The Big Ten isn’t restoring order in a sport that has been compromised. Stalions is no longer an employee at Michigan, and Harbaugh is still permitted to coach his team during the week. The coordinators — who were seen standing directly next to Stalions on the sideline as he spoon-fed information — are still coaching. The players who are receiving the calls and (maybe) always in the right place at the right time are still going to be playing in the games. Oh, and at the end of this, it’s possible Harbaugh will still get to coach his team in the Big Ten Championship Game and/or Playoff if Michigan wins without him.
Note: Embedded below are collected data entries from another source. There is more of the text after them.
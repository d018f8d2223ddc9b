//! Snapshots of the live database file.

use std::fs::{self, File};
use std::io::{self, Read};
use std::path::{Path, PathBuf};

use chrono::{DateTime, Utc};
use rusqlite::backup::{Backup, StepResult};
use rusqlite::{Connection, ErrorCode};
use serde::Serialize;
use tracing::{info, warn};

use crate::error::{Result, StoreError};
use crate::sqlite::SqliteStore;

const SQLITE_HEADER: &[u8; 16] = b"SQLite format 3\0";
const SIDECARS: [&str; 3] = ["-wal", "-shm", "-journal"];

#[derive(Debug, Clone, PartialEq, Serialize)]
pub struct BackupEntry {
    pub filename: String,
    pub path: PathBuf,
    pub created_at: DateTime<Utc>,
    pub size: u64,
}

impl SqliteStore {
    /// Writes a consistent point-in-time copy of the live database to
    /// `destination`, overwriting it. Pending work is committed first.
    pub fn backup(&mut self, destination: impl AsRef<Path>) -> Result<()> {
        let destination = destination.as_ref();
        if resolved(destination) == resolved(self.path()) {
            return Err(StoreError::Backup(format!(
                "'{}' is the live database",
                destination.display()
            )));
        }
        if let Some(parent) = destination.parent().filter(|p| !p.as_os_str().is_empty()) {
            fs::create_dir_all(parent).map_err(|e| StoreError::io(parent, e))?;
        }

        self.flush()?;
        let conn = self.conn()?;
        conn.query_row("PRAGMA wal_checkpoint(PASSIVE)", [], |_| Ok(()))?;

        let mut target = Connection::open(destination).map_err(|e| StoreError::io(destination, e))?;
        // A zero timeout disables the busy handler, so a locked target fails now.
        target.busy_timeout(self.config().busy_timeout.unwrap_or_default())?;
        copy_pages(conn, &mut target, destination)?;
        target
            .close()
            .map_err(|(_, e)| backup_failure(destination, e))?;

        info!(
            source = %self.path().display(),
            destination = %destination.display(),
            "database backed up"
        );
        Ok(())
    }

    /// Replaces the live database with the snapshot at `source`. The handle
    /// is closed around the swap and reopened afterwards.
    pub fn restore(&mut self, source: impl AsRef<Path>) -> Result<()> {
        let source = source.as_ref();
        check_snapshot(source)?;
        let live = self.path().to_path_buf();
        if resolved(source) == resolved(&live) {
            return Err(StoreError::Backup(format!(
                "'{}' is the live database",
                source.display()
            )));
        }

        // Stage next to the live file so the final swap is a rename.
        let staging = staging_path(&live);
        fs::copy(source, &staging).map_err(|e| StoreError::io(source, e))?;

        if let Err(err) = self.release() {
            discard(&staging);
            return Err(err);
        }
        let swapped = swap_in(&staging, &live);
        let reopened = self.reacquire();
        swapped?;
        reopened?;

        info!(
            source = %source.display(),
            destination = %live.display(),
            "database restored"
        );
        Ok(())
    }

    /// Snapshots in the configured backup directory, newest first.
    pub fn list_backups(&self) -> Result<Vec<BackupEntry>> {
        let live = resolved(self.path());
        let mut entries = scan_backups(&self.config().backup_dir())?;
        entries.retain(|entry| resolved(&entry.path) != live);
        Ok(entries)
    }
}

/// Lists the SQLite files directly inside `dir`, newest first. A missing
/// directory holds no backups.
pub fn scan_backups(dir: &Path) -> Result<Vec<BackupEntry>> {
    let listing = match fs::read_dir(dir) {
        Ok(listing) => listing,
        Err(e) if e.kind() == io::ErrorKind::NotFound => return Ok(Vec::new()),
        Err(e) => return Err(StoreError::io(dir, e)),
    };
    let mut entries = Vec::new();
    for entry in listing {
        let entry = entry.map_err(|e| StoreError::io(dir, e))?;
        let path = entry.path();
        let metadata = entry.metadata().map_err(|e| StoreError::io(&path, e))?;
        if !metadata.is_file() || !has_sqlite_header(&path) {
            continue;
        }
        // mtime, so a snapshot overwritten in place reports its newest write
        let created = metadata.modified().map_err(|e| StoreError::io(&path, e))?;
        entries.push(BackupEntry {
            filename: entry.file_name().to_string_lossy().into_owned(),
            path,
            created_at: DateTime::<Utc>::from(created),
            size: metadata.len(),
        });
    }
    entries.sort_by(|a, b| {
        b.created_at
            .cmp(&a.created_at)
            .then_with(|| a.filename.cmp(&b.filename))
    });
    Ok(entries)
}

fn copy_pages(source: &Connection, target: &mut Connection, destination: &Path) -> Result<()> {
    let backup = Backup::new(source, target).map_err(|e| backup_failure(destination, e))?;
    loop {
        match backup.step(-1).map_err(|e| backup_failure(destination, e))? {
            StepResult::Done => return Ok(()),
            StepResult::More => continue,
            _ => {
                return Err(StoreError::Backup(format!(
                    "destination '{}' is in use by another connection",
                    destination.display()
                )))
            }
        }
    }
}

fn backup_failure(destination: &Path, err: rusqlite::Error) -> StoreError {
    match err.sqlite_error_code() {
        Some(ErrorCode::DatabaseBusy | ErrorCode::DatabaseLocked) => StoreError::Backup(format!(
            "destination '{}' is in use by another connection",
            destination.display()
        )),
        _ => StoreError::from(err).located(destination.display()),
    }
}

fn check_snapshot(source: &Path) -> Result<()> {
    let metadata = match fs::metadata(source) {
        Ok(metadata) => metadata,
        Err(e) if e.kind() == io::ErrorKind::NotFound => {
            return Err(StoreError::NotFound(format!(
                "backup '{}' does not exist",
                source.display()
            )))
        }
        Err(e) => return Err(StoreError::io(source, e)),
    };
    if !metadata.is_file() || !has_sqlite_header(source) {
        return Err(StoreError::Backup(format!(
            "'{}' is not a SQLite snapshot",
            source.display()
        )));
    }
    Ok(())
}

fn has_sqlite_header(path: &Path) -> bool {
    let mut header = [0u8; 16];
    File::open(path)
        .and_then(|mut file| file.read_exact(&mut header))
        .map(|()| &header == SQLITE_HEADER)
        .unwrap_or(false)
}

fn staging_path(live: &Path) -> PathBuf {
    let mut name = live.file_name().unwrap_or_default().to_os_string();
    name.push(".restoring");
    live.with_file_name(name)
}

fn swap_in(staging: &Path, live: &Path) -> Result<()> {
    for suffix in SIDECARS {
        let mut sidecar = live.as_os_str().to_os_string();
        sidecar.push(suffix);
        let sidecar = PathBuf::from(sidecar);
        match fs::remove_file(&sidecar) {
            Ok(()) => {}
            Err(e) if e.kind() == io::ErrorKind::NotFound => {}
            Err(e) => {
                discard(staging);
                return Err(StoreError::io(&sidecar, e));
            }
        }
    }
    fs::rename(staging, live).map_err(|e| {
        discard(staging);
        StoreError::io(live, e)
    })
}

fn discard(staging: &Path) {
    if let Err(err) = fs::remove_file(staging) {
        warn!(path = %staging.display(), error = %err, "failed to remove staging file");
    }
}

/// Canonical form of `path`, resolving the parent when the file itself does
/// not exist yet.
fn resolved(path: &Path) -> PathBuf {
    if let Ok(path) = fs::canonicalize(path) {
        return path;
    }
    let parent = match path.parent() {
        Some(p) if !p.as_os_str().is_empty() => p,
        _ => Path::new("."),
    };
    match (fs::canonicalize(parent), path.file_name()) {
        (Ok(parent), Some(name)) => parent.join(name),
        _ => path.to_path_buf(),
    }
}
//! Compilation of INSERT / SELECT / UPDATE / DELETE statement text.
//!
//! Statements are parameterless: values are rendered as literals through
//! [`Value::coerce`] and [`Value::to_sql_literal`], identifiers are validated
//! and quoted.
//!
//! # Condition fragments
//!
//! WHERE conditions are caller-supplied expression text and are appended
//! **verbatim**. They are not parsed, rewritten or escaped here; the only
//! check is that update and delete receive a non-blank one. This is the one
//! place where caller input reaches the engine unvalidated, and hosts that
//! forward untrusted conditions must account for it.

use indexmap::IndexMap;

use crate::error::{Result, StoreError};
use crate::schema::quote_ident;
use crate::value::{DataType, Value};

/// One row: column name to value, in table column order when read back.
pub type Row = IndexMap<String, Value>;

/// Column metadata read from the live table, used to validate statements.
#[derive(Debug, Clone, PartialEq)]
pub(crate) struct LayoutColumn {
    pub name: String,
    /// `None` for columns without a recognizable declared type.
    pub data_type: Option<DataType>,
    pub nullable: bool,
    pub has_default: bool,
    /// Single-column INTEGER primary key: assigned by the engine when omitted.
    pub rowid_alias: bool,
}

#[derive(Debug, Clone, PartialEq)]
pub(crate) struct TableLayout {
    pub table: String,
    pub columns: Vec<LayoutColumn>,
}

impl TableLayout {
    fn column(&self, name: &str) -> Result<&LayoutColumn> {
        self.columns.iter().find(|c| c.name == name).ok_or_else(|| {
            StoreError::Schema(format!("table '{}' has no column '{name}'", self.table))
        })
    }

    /// Type hints for a result set with the given column names.
    pub fn hints<'a>(&self, names: impl IntoIterator<Item = &'a str>) -> Vec<Option<DataType>> {
        names
            .into_iter()
            .map(|name| {
                self.columns
                    .iter()
                    .find(|c| c.name == name)
                    .and_then(|c| c.data_type)
            })
            .collect()
    }

    fn literal(&self, column: &LayoutColumn, value: &Value) -> Result<String> {
        let value = match column.data_type {
            Some(ty) => value.clone().coerce(&column.name, ty)?,
            None => value.clone(),
        };
        if value.is_null() && !column.nullable && !column.rowid_alias {
            return Err(StoreError::Constraint(format!(
                "column '{}.{}' is NOT NULL",
                self.table, column.name
            )));
        }
        Ok(value.to_sql_literal())
    }

    fn check_known(&self, row: &Row) -> Result<()> {
        for name in row.keys() {
            self.column(name)?;
        }
        Ok(())
    }

    pub fn compile_insert(&self, row: &Row) -> Result<String> {
        self.check_known(row)?;
        let mut names = Vec::new();
        let mut literals = Vec::new();
        for column in &self.columns {
            match row.get(&column.name) {
                Some(value) => {
                    literals.push(self.literal(column, value)?);
                    names.push(quote_ident(&column.name));
                }
                None if !column.nullable && !column.has_default && !column.rowid_alias => {
                    return Err(StoreError::Constraint(format!(
                        "missing value for NOT NULL column '{}.{}' without default",
                        self.table, column.name
                    )));
                }
                None => {}
            }
        }
        if names.is_empty() {
            return Ok(format!("INSERT INTO {} DEFAULT VALUES", quote_ident(&self.table)));
        }
        Ok(format!(
            "INSERT INTO {} ({}) VALUES ({})",
            quote_ident(&self.table),
            names.join(", "),
            literals.join(", ")
        ))
    }

    /// A blank condition selects every row.
    pub fn compile_select(&self, condition: Option<&str>) -> String {
        let mut sql = format!("SELECT * FROM {}", quote_ident(&self.table));
        if let Some(condition) = condition.filter(|c| !c.trim().is_empty()) {
            sql.push_str(" WHERE ");
            sql.push_str(condition);
        }
        sql
    }

    pub fn compile_update(&self, assignments: &Row, condition: Option<&str>) -> Result<String> {
        let condition = require_condition(condition, "update", &self.table)?;
        if assignments.is_empty() {
            return Err(StoreError::Validation(format!(
                "update of '{}' has no assignments",
                self.table
            )));
        }
        self.check_known(assignments)?;
        let mut sets = Vec::with_capacity(assignments.len());
        for column in &self.columns {
            if let Some(value) = assignments.get(&column.name) {
                sets.push(format!(
                    "{} = {}",
                    quote_ident(&column.name),
                    self.literal(column, value)?
                ));
            }
        }
        Ok(format!(
            "UPDATE {} SET {} WHERE {condition}",
            quote_ident(&self.table),
            sets.join(", ")
        ))
    }

    pub fn compile_delete(&self, condition: Option<&str>) -> Result<String> {
        let condition = require_condition(condition, "delete", &self.table)?;
        Ok(format!("DELETE FROM {} WHERE {condition}", quote_ident(&self.table)))
    }
}

/// Update and delete never run without a condition.
pub(crate) fn require_condition<'a>(condition: Option<&'a str>, op: &str, table: &str) -> Result<&'a str> {
    match condition {
        Some(c) if !c.trim().is_empty() => Ok(c),
        _ => Err(StoreError::Validation(format!(
            "{op} on '{table}' requires a non-empty condition"
        ))),
    }
}
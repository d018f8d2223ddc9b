//! Management layer for a single embedded SQLite database file.
//!
//! # Intention
//!
//! - Turn declarative table descriptions and loosely-typed rows into correct,
//!   safely escaped statements against one database file.
//! - Own the lifecycle around that file: backups, restores and CSV
//!   interchange.
//!
//! # Architectural Boundaries
//!
//! - [`SqliteStore`] is the only owner of the connection; every operation
//!   goes through it.
//! - Values reach statement text only through [`Value::coerce`] and
//!   [`Value::to_sql_literal`].
//! - WHERE conditions and CHECK expressions are passed to the engine
//!   verbatim. See [`statement`] for what that implies.
//! - Transport, process bootstrap and logging setup belong to the host.

pub mod args;
pub mod backup;
pub mod config;
pub mod csv_bridge;
pub mod error;
pub mod introspect;
pub mod schema;
pub mod sqlite;
pub mod statement;
pub mod value;

pub use backup::BackupEntry;
pub use config::StoreConfig;
pub use error::{Result, StoreError};
pub use introspect::{ColumnInfo, DatabaseInfo, IndexInfo, TableInfo};
pub use schema::{ColumnDefinition, DefaultValue, Schema, TableSchema};
pub use sqlite::{ExecOutcome, SqliteStore};
pub use statement::Row;
pub use value::{DataType, Value};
From the Big Ten release: “We impose this disciplinary action even though the Conference has not yet received any information indicating that Head Football Coach Harbaugh was aware of the impermissible nature of the sign-stealing scheme. This is not a sanction of Coach Harbaugh. It is a sanction against the University that, under the extraordinary circumstances presented by this offensive conduct, best fits the violation because: (1) it preserves the ability of the University’s football student-athletes to continue competing; and (2) it recognizes that the head coach embodies the University for purposes of its football program.”

The Big Ten isn’t punishing Harbaugh. It is punishing Michigan. The Big Ten is also preserving Michigan’s ability to compete while taking out its head coach in its two biggest games of the year during an incomplete investigation. You following this? Does it feel like order has finally been restored to the sport that’s been compromised?

It doesn’t because it’s nonsense.

Harbaugh’s day was eventually going to come and it still may.

But when the hammer comes down, it should strike with all of its force after we know, inconclusively, what Michigan did.

We don’t know that yet.

Because of that, this just feels wrong.